There are some signals of change. Earlier this month Commonwealth Bank appointed Wendy Stops to its board. Stops was a formerly an Accenture managing director with an IT consulting specialty. NAB meanwhile has former SAP CEO Geraldine McBride on its board. They, however, remain the exceptions.

Burdon said that Australia was on the “cusp of a second tsunami of change in the digital age” – the first being the commercialisation of the web. This second wave of change would be driven by an “intelligent software revolution” coupled with the “accelerating rate of development of artificial intelligence”.

This, he said, had already impacted the media, but education, banks and telecommunications companies were now undergoing massive change. But to succeed they needed “digital and physical platforms to optimise agility and creativity as the pace of change gets faster”.
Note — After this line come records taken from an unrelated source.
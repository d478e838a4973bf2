//! Lenient JAR manifest parsing.
//!
//! Only the main section is consumed: it ends at the first blank line, and
//! lines starting with a single space continue the previous value per the
//! manifest wrapping convention. Unknown keys are ignored and malformed
//! input yields absent attributes rather than an error.

use std::sync::Arc;

pub const MANIFEST_PATH: &str = "META-INF/MANIFEST.MF";

#[derive(Debug, Clone, Copy, PartialEq, Eq, Hash)]
pub enum AttributeKey {
    SpecTitle,
    SpecVersion,
    SpecVendor,
    ImplTitle,
    ImplVersion,
    ImplVendor,
}

impl AttributeKey {
    pub const ALL: [AttributeKey; 6] = [
        AttributeKey::SpecTitle,
        AttributeKey::SpecVersion,
        AttributeKey::SpecVendor,
        AttributeKey::ImplTitle,
        AttributeKey::ImplVersion,
        AttributeKey::ImplVendor,
    ];

    pub fn manifest_name(self) -> &'static str {
        match self {
            AttributeKey::SpecTitle => "Specification-Title",
            AttributeKey::SpecVersion => "Specification-Version",
            AttributeKey::SpecVendor => "Specification-Vendor",
            AttributeKey::ImplTitle => "Implementation-Title",
            AttributeKey::ImplVersion => "Implementation-Version",
            AttributeKey::ImplVendor => "Implementation-Vendor",
        }
    }
}

#[derive(Debug, Clone, Default)]
pub struct ManifestAttributes {
    spec_title: Option<String>,
    spec_version: Option<String>,
    spec_vendor: Option<String>,
    impl_title: Option<String>,
    impl_version: Option<String>,
    impl_vendor: Option<String>,
    class_path: Option<String>,
    multi_release: bool,
}

impl ManifestAttributes {
    pub fn parse(bytes: &[u8]) -> Arc<ManifestAttributes> {
        let text = String::from_utf8_lossy(bytes);
        let mut attributes = ManifestAttributes::default();

        for (name, value) in main_section_entries(&text) {
            match name.as_str() {
                "Specification-Title" => attributes.spec_title = Some(value),
                "Specification-Version" => attributes.spec_version = Some(value),
                "Specification-Vendor" => attributes.spec_vendor = Some(value),
                "Implementation-Title" => attributes.impl_title = Some(value),
                "Implementation-Version" => attributes.impl_version = Some(value),
                "Implementation-Vendor" => attributes.impl_vendor = Some(value),
                "Class-Path" => attributes.class_path = Some(value),
                "Multi-Release" => attributes.multi_release = value.trim().eq_ignore_ascii_case("true"),
                _ => {}
            }
        }

        Arc::new(attributes)
    }

    pub fn get(&self, key: AttributeKey) -> Option<&str> {
        let value = match key {
            AttributeKey::SpecTitle => &self.spec_title,
            AttributeKey::SpecVersion => &self.spec_version,
            AttributeKey::SpecVendor => &self.spec_vendor,
            AttributeKey::ImplTitle => &self.impl_title,
            AttributeKey::ImplVersion => &self.impl_version,
            AttributeKey::ImplVendor => &self.impl_vendor,
        };
        value.as_deref()
    }

    pub fn is_multi_release(&self) -> bool {
        self.multi_release
    }

    /// `Class-Path` references, split on whitespace per the manifest spec.
    pub fn class_path_entries(&self) -> Vec<&str> {
        self.class_path
            .as_deref()
            .map(|v| v.split_whitespace().collect())
            .unwrap_or_default()
    }
}

fn main_section_entries(text: &str) -> Vec<(String, String)> {
    let mut entries: Vec<(String, String)> = Vec::new();

    for raw_line in text.split('\n') {
        let line = raw_line.strip_suffix('\r').unwrap_or(raw_line);
        if line.is_empty() {
            break;
        }

        if let Some(continuation) = line.strip_prefix(' ') {
            if let Some((_, value)) = entries.last_mut() {
                value.push_str(continuation);
            }
            continue;
        }

        let Some((name, value)) = line.split_once(':') else {
            // Malformed line, skip it and keep what parses.
            continue;
        };
        entries.push((name.trim().to_string(), value.trim_start().to_string()));
    }

    entries
}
Pegasystems offers one such platform, and uses visual tools to allow business people working with IT professionals to quickly develop solutions targetting emerging business issues. StudyGroup, which provides – either directly or in partnership with educational institutions including universities – a range of courses for students from 130 different countries, is currently piloting a new global admissions system on the cloud-based Pega 7 platform. While StudyGroup uses Salesforce as its corporate CRM, David Reeve, chief information and technology officer of StudyGroup, selected Pega 7 for its ability to scale and remove friction from the admissions process, by matching the courses that are on offer with student expectations and needs.

StudyGroup’s intent is to deliver courses to students that will ensure their success. “It’s a very simple business process with very complex rules,” says Reeve.

However he acknowledged that “transformation is hard for organisations, change is hard for organisations, change that’s transformative is even harder”.

“How we then go about transformation has been very slow paced.”

Burdon warned that business could not, however, afford to delay. He referred to the Harvard Business Review report into the Digital Evolution Index, published last month, which warned that Australia was now “stalling” in terms of its digital evolution.

The HBR authors warned that: “The only way they can jump-start their recovery is to follow what Stand Out countries do best: redouble on innovation and continue to seek markets beyond domestic borders.”

But without support from the boardroom that message risks going unheeded.